If that wasn’t bad enough, the political workplace’s unusual structure makes it even more prone to dysfunction. Most people in politics, whether they are an adviser or working in a parliamentary office, are bound directly to their boss’s will in ways that are rare outside the most messianic of start-ups. They tend to share a political outlook and a set of objectives. It’s a workplace where people are used to going the extra mile and where tolerance of bad bosses is incredibly high. Almost everyone is either at the very top of the organisational tree — they are a minister, an MP running their parliamentary office or the prime minister — or they are in a largely flat structure. One problem in the CBI, too, is that it is an organisation with a “missing middle”: many comparatively junior staff flanked by a handful of powerful senior bosses is always a recipe for trouble.
What makes the toxicity of politics more likely to spill into the open is, in part, that politicians engage in conflict with one another, but also because successful politicians are forced into contact with an organisation that actually does operate like a modern workplace: the government bureaucracy.
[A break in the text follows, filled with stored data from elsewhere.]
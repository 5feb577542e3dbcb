//! Domain Value Objects

mod bounding_box;
mod face_embedding;

pub use bounding_box::BoundingBox;
pub use face_embedding::{FaceEmbedding, DEFAULT_EMBEDDING_DIM};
This is where a bullying or charismatic politician can discover they do not have what it takes to actually run a government department. It is no coincidence that many politicians’ careers fizzle out once they get into government: or that Raab’s career has ended because of his conduct towards civil servants.
The difficult truth for politicians, their direct employees and anyone who comes into contact with them is that these features are not easily removed from politics. While there is never an excuse for bullying, if success in the field of elections brought with it the obligation to be good at management, we would no longer call the state in question a liberal democracy. For the rest of us, politics remains a useful case study for how not to run a workplace, and probably always will do.